_Exercise prompt_:
In the listing below, find each line holding "copied" and copy it.

_Provided material_:
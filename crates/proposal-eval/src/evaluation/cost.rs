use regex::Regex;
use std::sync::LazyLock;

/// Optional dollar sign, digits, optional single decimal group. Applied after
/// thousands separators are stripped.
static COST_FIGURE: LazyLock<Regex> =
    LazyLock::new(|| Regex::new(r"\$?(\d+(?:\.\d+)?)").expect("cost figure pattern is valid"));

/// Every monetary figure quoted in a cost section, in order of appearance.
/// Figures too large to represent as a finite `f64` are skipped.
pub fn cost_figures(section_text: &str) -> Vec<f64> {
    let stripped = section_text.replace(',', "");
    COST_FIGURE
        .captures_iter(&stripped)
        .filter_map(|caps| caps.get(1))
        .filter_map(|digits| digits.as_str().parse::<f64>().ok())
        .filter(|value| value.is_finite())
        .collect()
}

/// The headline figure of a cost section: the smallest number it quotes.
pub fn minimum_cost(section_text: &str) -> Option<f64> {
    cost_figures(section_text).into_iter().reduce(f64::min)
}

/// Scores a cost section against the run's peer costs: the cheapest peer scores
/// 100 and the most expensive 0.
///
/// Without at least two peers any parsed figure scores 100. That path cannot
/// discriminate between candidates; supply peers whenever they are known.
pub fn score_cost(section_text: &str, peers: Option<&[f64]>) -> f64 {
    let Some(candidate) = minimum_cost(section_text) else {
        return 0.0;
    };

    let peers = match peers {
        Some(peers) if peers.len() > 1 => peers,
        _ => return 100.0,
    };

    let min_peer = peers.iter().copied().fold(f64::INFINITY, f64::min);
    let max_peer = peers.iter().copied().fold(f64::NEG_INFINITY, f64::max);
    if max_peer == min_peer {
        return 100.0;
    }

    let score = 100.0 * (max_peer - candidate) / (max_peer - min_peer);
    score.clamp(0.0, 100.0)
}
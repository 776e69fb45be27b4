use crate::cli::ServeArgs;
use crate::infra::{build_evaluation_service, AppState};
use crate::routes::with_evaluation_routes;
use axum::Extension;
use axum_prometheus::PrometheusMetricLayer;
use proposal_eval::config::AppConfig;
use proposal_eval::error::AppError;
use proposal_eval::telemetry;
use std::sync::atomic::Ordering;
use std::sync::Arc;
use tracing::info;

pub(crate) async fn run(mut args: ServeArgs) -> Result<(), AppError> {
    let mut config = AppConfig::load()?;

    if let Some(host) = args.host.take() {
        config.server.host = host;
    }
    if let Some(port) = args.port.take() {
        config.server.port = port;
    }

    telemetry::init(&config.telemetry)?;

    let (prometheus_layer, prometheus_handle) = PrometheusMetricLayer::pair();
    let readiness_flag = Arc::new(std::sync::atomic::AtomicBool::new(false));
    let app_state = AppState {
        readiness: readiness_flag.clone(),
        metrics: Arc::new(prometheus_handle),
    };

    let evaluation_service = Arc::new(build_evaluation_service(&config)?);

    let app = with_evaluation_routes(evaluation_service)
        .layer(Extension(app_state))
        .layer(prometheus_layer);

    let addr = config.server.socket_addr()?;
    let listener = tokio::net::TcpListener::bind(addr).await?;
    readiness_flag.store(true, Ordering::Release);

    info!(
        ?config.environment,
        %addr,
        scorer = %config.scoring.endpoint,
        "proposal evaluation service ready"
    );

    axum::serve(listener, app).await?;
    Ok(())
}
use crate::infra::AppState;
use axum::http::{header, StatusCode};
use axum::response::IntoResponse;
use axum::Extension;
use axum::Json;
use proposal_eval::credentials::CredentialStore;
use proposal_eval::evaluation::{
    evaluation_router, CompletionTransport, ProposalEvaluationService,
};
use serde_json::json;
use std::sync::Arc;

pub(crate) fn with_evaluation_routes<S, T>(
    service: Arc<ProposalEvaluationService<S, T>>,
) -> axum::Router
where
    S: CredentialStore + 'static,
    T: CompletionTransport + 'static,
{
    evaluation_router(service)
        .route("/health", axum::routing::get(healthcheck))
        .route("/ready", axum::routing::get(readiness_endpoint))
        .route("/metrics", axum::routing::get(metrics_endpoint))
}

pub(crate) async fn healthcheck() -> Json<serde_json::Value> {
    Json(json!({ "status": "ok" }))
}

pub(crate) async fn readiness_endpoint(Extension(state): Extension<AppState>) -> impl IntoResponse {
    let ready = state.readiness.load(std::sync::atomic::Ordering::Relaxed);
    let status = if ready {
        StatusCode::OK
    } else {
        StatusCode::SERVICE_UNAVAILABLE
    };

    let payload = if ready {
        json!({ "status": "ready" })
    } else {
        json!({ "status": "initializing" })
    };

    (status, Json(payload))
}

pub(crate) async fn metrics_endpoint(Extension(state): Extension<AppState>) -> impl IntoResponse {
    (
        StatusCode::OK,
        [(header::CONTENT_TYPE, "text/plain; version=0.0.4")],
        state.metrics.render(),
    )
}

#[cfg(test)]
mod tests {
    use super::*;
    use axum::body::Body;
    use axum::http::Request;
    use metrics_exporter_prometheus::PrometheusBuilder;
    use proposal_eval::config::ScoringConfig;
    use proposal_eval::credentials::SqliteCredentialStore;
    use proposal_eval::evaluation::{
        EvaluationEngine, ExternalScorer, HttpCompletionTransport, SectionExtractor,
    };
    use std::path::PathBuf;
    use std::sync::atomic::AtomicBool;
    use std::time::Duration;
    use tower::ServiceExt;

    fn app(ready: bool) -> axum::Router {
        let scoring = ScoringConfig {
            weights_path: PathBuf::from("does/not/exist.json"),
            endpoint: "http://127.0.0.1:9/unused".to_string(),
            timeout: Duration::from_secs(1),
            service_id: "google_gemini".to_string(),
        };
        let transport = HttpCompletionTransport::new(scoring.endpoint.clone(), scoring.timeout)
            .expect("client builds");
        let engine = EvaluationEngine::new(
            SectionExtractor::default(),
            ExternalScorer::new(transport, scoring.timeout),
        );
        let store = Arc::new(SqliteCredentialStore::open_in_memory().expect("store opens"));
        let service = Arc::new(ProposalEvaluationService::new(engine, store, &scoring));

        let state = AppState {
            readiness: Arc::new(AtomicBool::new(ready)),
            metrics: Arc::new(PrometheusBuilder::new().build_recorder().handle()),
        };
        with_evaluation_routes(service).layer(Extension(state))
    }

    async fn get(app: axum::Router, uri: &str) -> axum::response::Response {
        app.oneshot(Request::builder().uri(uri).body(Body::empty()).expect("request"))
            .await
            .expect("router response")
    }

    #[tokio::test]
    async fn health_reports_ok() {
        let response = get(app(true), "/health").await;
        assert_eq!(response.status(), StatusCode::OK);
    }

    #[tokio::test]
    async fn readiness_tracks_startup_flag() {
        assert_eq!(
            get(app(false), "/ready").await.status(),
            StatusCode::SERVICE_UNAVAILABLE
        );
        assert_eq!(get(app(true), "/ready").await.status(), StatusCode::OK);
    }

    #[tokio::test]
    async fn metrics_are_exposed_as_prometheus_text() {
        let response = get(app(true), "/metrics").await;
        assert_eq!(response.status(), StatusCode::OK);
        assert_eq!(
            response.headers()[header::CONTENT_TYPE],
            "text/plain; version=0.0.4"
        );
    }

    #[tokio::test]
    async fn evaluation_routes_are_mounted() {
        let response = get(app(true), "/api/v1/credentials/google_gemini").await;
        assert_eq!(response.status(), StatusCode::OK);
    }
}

_Response area_:
    let min_peer = peers.iter().copied().fold(f64::INFINITY, f64::min);
    let max_peer = peers.iter().copied().fold(f64::NEG_INFINITY, f64::max);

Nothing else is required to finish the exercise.